*ASSIGNMENT:*
Read the lines below. Copy out any that hold the string "TaskSearch".

*GIVEN RECORDS:*
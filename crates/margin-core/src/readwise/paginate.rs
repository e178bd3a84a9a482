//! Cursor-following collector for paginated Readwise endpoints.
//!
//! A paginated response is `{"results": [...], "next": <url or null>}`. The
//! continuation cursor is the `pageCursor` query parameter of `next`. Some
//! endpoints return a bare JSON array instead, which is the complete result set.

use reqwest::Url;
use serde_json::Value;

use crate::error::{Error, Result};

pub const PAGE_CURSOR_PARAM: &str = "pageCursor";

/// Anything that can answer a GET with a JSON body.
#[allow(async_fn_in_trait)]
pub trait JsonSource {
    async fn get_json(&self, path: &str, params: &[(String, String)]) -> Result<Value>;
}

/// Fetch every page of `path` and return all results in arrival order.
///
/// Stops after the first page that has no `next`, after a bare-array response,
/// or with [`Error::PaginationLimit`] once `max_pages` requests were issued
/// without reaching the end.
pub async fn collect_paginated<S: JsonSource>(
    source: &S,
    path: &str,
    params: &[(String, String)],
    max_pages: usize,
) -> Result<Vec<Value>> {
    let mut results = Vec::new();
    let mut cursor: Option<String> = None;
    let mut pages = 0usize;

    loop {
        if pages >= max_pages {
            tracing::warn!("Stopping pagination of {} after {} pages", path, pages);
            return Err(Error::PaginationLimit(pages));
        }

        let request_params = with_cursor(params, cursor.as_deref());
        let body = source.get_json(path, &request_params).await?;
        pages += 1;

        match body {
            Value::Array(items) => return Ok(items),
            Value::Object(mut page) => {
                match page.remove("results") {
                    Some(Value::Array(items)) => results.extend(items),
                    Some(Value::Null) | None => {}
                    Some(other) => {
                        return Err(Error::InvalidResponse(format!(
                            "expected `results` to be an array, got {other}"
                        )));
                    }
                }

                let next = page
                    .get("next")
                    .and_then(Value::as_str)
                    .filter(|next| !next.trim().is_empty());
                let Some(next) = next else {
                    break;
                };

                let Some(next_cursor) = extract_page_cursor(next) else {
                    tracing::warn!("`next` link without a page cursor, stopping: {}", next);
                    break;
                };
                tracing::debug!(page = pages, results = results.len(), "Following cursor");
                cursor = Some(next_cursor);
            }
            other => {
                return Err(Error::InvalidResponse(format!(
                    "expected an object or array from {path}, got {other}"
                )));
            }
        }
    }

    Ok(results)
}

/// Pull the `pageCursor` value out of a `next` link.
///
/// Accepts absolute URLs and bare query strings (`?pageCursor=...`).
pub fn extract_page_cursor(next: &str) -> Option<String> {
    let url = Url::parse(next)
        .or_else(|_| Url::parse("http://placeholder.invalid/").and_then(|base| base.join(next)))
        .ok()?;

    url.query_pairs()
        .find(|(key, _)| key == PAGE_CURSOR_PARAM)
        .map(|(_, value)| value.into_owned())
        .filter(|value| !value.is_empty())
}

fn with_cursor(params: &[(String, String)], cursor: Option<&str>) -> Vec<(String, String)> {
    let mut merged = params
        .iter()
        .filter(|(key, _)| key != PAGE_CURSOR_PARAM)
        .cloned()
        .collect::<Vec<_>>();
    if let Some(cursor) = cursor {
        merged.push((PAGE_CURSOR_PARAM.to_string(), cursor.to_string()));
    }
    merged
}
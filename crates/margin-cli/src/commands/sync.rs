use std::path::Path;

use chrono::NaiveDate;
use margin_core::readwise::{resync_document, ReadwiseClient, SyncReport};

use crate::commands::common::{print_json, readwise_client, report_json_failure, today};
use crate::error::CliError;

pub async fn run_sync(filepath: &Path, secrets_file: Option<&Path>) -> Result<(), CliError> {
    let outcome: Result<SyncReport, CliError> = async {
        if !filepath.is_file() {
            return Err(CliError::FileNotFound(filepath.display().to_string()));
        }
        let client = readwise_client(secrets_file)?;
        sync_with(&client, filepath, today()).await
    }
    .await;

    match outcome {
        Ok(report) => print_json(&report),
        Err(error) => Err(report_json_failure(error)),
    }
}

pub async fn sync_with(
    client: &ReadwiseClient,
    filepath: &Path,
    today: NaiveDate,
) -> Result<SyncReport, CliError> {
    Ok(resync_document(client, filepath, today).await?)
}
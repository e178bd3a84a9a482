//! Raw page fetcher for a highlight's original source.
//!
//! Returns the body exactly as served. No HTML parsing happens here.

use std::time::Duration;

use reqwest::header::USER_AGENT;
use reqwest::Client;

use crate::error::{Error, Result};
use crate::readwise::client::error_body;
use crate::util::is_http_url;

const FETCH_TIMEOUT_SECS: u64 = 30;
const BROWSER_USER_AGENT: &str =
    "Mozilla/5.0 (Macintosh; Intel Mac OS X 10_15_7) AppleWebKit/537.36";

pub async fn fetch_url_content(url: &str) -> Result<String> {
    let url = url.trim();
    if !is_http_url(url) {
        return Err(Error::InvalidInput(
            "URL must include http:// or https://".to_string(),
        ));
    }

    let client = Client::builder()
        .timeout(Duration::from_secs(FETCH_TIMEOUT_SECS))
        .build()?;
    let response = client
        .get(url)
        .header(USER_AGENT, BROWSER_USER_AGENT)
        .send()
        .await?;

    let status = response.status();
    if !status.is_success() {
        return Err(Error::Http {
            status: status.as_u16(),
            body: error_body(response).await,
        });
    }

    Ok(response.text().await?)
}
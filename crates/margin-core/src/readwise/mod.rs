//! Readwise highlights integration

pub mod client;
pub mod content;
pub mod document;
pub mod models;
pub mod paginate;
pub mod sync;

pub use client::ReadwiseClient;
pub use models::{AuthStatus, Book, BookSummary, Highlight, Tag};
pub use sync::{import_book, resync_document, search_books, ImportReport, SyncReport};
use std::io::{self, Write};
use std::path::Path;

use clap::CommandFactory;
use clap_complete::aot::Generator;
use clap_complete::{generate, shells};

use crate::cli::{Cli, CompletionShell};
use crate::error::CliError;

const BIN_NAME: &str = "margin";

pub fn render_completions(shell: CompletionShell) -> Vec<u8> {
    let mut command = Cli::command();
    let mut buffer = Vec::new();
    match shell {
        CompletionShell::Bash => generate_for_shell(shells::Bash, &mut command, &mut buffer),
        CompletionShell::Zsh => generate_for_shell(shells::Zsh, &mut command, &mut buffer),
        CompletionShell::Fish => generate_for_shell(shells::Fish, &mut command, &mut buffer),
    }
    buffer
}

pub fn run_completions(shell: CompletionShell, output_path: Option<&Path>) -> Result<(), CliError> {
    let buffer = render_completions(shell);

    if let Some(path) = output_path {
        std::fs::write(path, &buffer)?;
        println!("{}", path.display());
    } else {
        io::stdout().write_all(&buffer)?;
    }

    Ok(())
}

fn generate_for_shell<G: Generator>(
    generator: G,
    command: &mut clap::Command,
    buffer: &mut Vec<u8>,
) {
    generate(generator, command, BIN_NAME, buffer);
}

==

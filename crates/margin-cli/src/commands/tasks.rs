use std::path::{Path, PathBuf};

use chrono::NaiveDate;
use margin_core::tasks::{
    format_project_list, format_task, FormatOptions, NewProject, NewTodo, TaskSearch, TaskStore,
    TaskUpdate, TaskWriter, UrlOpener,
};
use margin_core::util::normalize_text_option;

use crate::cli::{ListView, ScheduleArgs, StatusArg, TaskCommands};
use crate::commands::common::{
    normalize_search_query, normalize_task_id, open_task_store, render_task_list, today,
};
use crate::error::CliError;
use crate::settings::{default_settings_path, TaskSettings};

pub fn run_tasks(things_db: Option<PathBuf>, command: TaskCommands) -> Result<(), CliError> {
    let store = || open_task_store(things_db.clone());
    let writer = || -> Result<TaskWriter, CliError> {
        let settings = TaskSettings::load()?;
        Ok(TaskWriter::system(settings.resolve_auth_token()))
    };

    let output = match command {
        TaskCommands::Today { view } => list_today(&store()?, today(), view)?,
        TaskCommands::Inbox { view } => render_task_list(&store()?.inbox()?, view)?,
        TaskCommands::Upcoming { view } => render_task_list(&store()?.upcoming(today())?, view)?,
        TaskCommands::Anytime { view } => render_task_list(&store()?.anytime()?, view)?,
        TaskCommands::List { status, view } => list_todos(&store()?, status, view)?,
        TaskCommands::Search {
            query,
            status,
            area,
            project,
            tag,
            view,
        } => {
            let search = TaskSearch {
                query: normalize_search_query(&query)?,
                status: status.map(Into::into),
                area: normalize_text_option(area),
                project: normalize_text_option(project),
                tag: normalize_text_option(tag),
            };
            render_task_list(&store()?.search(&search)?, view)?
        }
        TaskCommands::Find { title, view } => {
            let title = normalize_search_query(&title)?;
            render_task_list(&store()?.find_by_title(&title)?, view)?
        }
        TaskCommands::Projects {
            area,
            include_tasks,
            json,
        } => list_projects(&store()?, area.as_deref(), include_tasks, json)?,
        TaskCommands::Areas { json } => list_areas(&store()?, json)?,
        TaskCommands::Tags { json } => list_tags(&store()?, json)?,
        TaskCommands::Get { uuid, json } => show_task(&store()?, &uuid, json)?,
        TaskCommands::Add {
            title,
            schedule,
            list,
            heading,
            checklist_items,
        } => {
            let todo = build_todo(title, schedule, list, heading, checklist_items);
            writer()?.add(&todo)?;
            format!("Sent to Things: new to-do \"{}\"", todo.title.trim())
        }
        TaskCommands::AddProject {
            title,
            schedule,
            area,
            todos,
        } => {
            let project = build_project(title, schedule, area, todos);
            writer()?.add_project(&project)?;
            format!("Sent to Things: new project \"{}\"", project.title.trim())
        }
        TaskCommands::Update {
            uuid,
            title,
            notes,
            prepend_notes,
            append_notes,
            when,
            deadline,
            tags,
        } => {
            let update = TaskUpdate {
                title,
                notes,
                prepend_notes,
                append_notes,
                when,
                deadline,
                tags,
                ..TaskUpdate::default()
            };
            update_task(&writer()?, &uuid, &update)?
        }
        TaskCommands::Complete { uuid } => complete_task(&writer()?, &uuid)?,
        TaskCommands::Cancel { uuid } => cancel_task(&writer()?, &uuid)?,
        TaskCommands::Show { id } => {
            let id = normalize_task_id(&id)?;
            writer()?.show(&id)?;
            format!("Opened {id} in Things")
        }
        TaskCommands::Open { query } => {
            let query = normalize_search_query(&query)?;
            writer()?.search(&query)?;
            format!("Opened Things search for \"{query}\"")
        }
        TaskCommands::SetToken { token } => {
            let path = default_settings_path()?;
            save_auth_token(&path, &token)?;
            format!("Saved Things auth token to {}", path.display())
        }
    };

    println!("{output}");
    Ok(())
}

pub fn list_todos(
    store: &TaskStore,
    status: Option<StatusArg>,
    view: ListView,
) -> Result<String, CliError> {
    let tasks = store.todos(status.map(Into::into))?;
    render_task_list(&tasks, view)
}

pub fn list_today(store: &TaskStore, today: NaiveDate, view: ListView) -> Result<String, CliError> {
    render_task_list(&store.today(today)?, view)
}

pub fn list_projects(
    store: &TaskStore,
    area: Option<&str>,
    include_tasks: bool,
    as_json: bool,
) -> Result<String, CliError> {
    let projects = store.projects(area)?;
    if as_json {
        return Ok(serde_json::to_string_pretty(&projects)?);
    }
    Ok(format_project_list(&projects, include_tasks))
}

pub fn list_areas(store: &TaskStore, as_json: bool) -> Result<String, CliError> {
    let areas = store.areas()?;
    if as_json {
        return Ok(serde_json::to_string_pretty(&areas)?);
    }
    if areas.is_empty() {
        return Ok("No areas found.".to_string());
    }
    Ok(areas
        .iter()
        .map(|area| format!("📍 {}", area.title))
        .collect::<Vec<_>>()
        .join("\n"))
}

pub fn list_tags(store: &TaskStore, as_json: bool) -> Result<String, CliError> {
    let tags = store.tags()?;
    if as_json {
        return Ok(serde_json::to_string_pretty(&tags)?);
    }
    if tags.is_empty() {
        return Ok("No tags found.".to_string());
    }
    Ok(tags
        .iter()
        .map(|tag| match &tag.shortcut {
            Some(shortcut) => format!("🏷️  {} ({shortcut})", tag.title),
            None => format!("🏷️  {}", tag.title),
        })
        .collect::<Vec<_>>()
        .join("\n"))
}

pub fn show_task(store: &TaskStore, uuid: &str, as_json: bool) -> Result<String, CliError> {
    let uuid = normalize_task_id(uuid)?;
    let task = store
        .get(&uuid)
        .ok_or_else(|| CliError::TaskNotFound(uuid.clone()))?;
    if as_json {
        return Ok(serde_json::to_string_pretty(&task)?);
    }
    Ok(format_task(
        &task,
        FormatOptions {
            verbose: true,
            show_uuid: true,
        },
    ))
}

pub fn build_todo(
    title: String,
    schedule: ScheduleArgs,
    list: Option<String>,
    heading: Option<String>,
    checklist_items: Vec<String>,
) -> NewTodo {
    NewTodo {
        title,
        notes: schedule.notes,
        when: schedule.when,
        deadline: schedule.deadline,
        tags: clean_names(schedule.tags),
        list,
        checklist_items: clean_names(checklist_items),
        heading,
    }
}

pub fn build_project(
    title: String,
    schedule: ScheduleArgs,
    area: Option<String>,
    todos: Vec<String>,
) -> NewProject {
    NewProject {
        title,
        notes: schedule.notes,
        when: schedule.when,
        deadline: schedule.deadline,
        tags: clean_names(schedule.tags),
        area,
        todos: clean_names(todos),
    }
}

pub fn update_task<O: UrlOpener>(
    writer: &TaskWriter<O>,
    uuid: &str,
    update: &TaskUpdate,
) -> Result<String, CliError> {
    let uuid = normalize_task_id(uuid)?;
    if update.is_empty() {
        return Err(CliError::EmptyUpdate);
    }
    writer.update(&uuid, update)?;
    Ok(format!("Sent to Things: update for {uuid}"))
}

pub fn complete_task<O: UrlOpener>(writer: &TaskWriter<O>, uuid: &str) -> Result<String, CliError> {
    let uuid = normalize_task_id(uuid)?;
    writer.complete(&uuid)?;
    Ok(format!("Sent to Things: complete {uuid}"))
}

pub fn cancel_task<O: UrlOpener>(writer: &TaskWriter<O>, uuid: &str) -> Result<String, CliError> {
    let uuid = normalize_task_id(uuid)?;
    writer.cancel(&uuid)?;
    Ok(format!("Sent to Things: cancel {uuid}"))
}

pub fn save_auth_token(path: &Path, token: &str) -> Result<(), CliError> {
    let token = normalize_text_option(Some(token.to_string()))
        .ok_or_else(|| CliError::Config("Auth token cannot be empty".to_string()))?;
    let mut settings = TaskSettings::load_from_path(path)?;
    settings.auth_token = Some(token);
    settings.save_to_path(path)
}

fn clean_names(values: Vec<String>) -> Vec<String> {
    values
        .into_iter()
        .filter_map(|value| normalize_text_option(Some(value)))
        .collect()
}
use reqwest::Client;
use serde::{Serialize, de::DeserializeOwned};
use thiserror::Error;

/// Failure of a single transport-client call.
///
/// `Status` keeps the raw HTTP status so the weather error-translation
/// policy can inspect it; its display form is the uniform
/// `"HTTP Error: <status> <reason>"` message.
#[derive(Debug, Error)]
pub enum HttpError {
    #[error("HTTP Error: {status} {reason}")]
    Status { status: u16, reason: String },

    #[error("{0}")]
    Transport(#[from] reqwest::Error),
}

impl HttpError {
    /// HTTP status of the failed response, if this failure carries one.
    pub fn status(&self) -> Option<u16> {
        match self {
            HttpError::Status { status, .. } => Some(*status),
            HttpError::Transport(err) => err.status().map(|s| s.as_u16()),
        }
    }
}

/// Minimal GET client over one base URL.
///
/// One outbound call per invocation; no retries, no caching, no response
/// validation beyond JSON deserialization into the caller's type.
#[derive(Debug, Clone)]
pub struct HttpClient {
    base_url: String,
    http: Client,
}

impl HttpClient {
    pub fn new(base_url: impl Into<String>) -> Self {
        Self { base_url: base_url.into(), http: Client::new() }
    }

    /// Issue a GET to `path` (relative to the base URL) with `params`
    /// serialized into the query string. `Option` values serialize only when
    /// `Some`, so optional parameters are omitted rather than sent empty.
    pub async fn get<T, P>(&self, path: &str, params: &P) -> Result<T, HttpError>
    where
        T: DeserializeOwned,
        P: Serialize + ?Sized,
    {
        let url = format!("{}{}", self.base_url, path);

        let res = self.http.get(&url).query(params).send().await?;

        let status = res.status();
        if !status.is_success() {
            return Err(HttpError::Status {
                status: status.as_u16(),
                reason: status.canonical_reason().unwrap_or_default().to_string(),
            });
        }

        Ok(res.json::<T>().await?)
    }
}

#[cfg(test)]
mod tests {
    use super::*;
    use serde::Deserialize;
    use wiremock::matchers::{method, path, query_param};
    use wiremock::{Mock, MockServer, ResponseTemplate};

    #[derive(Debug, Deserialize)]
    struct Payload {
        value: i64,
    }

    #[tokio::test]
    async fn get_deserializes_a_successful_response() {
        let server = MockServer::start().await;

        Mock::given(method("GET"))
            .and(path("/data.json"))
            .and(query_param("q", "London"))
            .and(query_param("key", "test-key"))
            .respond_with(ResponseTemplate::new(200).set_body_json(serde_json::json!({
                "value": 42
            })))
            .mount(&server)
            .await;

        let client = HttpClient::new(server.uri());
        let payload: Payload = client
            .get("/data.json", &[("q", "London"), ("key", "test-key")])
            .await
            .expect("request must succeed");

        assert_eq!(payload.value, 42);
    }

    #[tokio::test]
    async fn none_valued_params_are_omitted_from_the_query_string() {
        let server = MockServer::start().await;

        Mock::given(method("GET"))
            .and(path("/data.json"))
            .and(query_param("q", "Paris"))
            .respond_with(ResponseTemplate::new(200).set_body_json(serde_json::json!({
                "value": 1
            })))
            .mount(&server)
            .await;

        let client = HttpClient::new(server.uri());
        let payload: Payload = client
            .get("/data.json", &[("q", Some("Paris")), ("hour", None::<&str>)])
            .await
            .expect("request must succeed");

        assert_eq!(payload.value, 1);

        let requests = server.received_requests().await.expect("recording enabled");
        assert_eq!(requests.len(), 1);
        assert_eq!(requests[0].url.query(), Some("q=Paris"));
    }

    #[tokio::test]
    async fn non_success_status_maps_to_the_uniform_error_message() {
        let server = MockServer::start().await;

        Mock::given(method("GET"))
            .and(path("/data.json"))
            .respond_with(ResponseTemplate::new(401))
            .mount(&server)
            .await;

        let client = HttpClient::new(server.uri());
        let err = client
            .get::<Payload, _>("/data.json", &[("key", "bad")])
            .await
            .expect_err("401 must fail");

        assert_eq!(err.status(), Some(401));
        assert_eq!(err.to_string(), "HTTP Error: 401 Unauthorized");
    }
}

*RESULT FOR THIS EXERCISE:*
    format_project_list, format_task, FormatOptions, NewProject, NewTodo, TaskSearch, TaskStore,
            let search = TaskSearch {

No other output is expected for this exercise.